Big data is clearly an inspiration of many branding stories that set apart certain individuals as well as companies. Many of the individuals promoting big data are invited to publish or to speak to present their vision of the future of big data. That vision clearly is story telling. The fact that they are invited to return to speak or publish again is evidence that their stories are entertaining.
The very nature of personal or corporate branding involves story telling. The story provides the attraction to recognize a particular brand. Using story telling for branding is harmless even if it involves big data concepts. The concern is that this branding carries an implication of authority. Popular brands based on successful story telling are enjoying a reputation of being an authority. When they present professional results based on actual practice of using data, they will benefit from this brand recognition of being an authority. Increasingly, the person making the presentation of big data analytics is a successful story teller.
The danger is whether we will be able to distinguish the objective facts from the embellished story telling when those embellishments are drawn artfully from data. I described earlier the presentation of a high-resolution full color summer satellite image as a background to mapped data.
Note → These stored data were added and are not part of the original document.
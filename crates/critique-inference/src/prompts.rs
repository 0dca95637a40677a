//! Prompt templates for both passes.

use std::fmt::Write as _;

use critique_core::{Advisor, Dimension, DimensionalProfile};

/// Rubric description shown to the model in pass 1.
const RUBRIC: &[(Dimension, &str)] = &[
    (
        Dimension::Composition,
        "arrangement of elements, lines, framing",
    ),
    (
        Dimension::Lighting,
        "quality, direction and tonal range of light",
    ),
    (Dimension::Focus, "sharpness where it matters, depth of field"),
    (Dimension::Color, "color harmony or tonal control in monochrome"),
    (Dimension::Isolation, "separation of the subject from its surroundings"),
    (Dimension::Depth, "sense of depth and perspective"),
    (Dimension::Balance, "visual weight across the frame"),
    (Dimension::Emotion, "emotional impact and storytelling"),
];

fn dimension_keys() -> String {
    Dimension::ALL
        .iter()
        .map(|d| format!("\"{}\"", d.as_str()))
        .collect::<Vec<_>>()
        .join(", ")
}

/// Pass 1 prompt: score the image on the rubric, in the advisor's voice.
pub fn extraction_prompt(advisor: &Advisor) -> String {
    let mut out = String::new();
    let _ = writeln!(
        out,
        "Study the attached photograph as {} would and score it on each dimension from 0 to 10:",
        advisor.name
    );
    for (dim, description) in RUBRIC {
        let _ = writeln!(out, "- {} ({}): {}", dim.label(), dim.as_str(), description);
    }
    if !advisor.focus_areas.is_empty() {
        let _ = writeln!(
            out,
            "Pay particular attention to: {}.",
            advisor.focus_areas.join(", ")
        );
    }
    let _ = write!(
        out,
        "\nRespond with a single JSON object and nothing else:\n\
         {{\n  \"scores\": {{ one number per key: {keys} }},\n  \
         \"comments\": {{ one sentence per key }},\n  \
         \"technique_tags\": [snake_case technique identifiers you observe],\n  \
         \"title\": optional short title,\n  \
         \"overall_grade\": optional letter grade\n}}\n\
         Use null for a dimension you cannot assess.",
        keys = dimension_keys()
    );
    out
}

/// Pass 2 prompt: produce the structured critique.
///
/// `comparative` asks for the per-dimension comparison fields that only make
/// sense when reference context is present in the system prompt.
pub fn critique_prompt(query: &DimensionalProfile, comparative: bool) -> String {
    let mut out = String::new();
    out.push_str("Write your critique of the attached photograph. Its rubric scores were:\n");
    for (dim, score) in query.scores.iter() {
        match score {
            Some(v) => {
                let _ = writeln!(out, "- {}: {:.1}", dim.label(), v);
            }
            None => {
                let _ = writeln!(out, "- {}: not assessed", dim.label());
            }
        }
    }

    let comparison_fields = if comparative {
        ", \"user_technique\": ..., \"reference_technique\": ..., \
         \"execution_gap\": ..., \"recommendation\": ..."
    } else {
        ", \"recommendation\": ..."
    };
    let _ = write!(
        out,
        "\nRespond with a single JSON object and nothing else:\n\
         {{\n  \"summary\": overall critique in your voice,\n  \
         \"overall_grade\": letter grade,\n  \
         \"dimensions\": [ {{ \"dimension\": one of {keys}, \"score\": number, \
         \"comment\": ...{fields} }} ]\n}}\n\
         Include every dimension exactly once.",
        keys = dimension_keys(),
        fields = comparison_fields
    );
    out
}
Satellite image data is authentic data, but its inclusion in the report was for artful story telling purposes. The satellite imagery has no relevance to the mapped data or at least the mapped data conclusions may not have considered any information apparent in the satellite images. The image completes the story, it makes the story entertaining. As any good story, it invites the audience to exercise their imagination. There really could be an influence of the type of nearby forests to the income of the residence. The audience is free to take the story details as part of the facts even though the basic professional data did not include any such consideration.
As we push data closer to the individual level, I worry more about story-telling data scientists. We generally recognize that there is a wide diversity of healthy human behaviors. However, many of these are rare and few of them are very widely visible.
We have always dealt with this problem when it comes to politics where a very capable policy thinker and negotiator may be eliminated from consideration because his demeanor is not like the bulk of the people. An excellent example in my mind is the “have a beer with him” test. A person who presents himself as someone many people would like to drink with will be more successful than a politician that does not seem as fun to be with.
Certainly politics for elective offices depends heavily on branding and that branding depends heavily on story telling. For better or for worse, we decide elections based on the best stories rather than the best capabilities. That is the way democracies work, and this method appears to work by keeping people happy with their elected officials.
But with the increasing intrusion of big data into personal lives, we are entering a world where everyone will become a kind of politician. Already there have been stories of medical outcomes that were decided largely on popularity of the story told about the patient. The challenges of government in general and health care in particular is how to best allocated limited resources. The promise of big data is to provide objectivity to allocate resources with optimal effectiveness. The downside of big data is the opportunity for story tellers to pick and choose the data that supports an good story. Big data celebrities will build their brand on their ability to artfully present data that produces a popular story.
The risk is that big data winners will be the story tellers rather than the purposes we seek to improve with big data.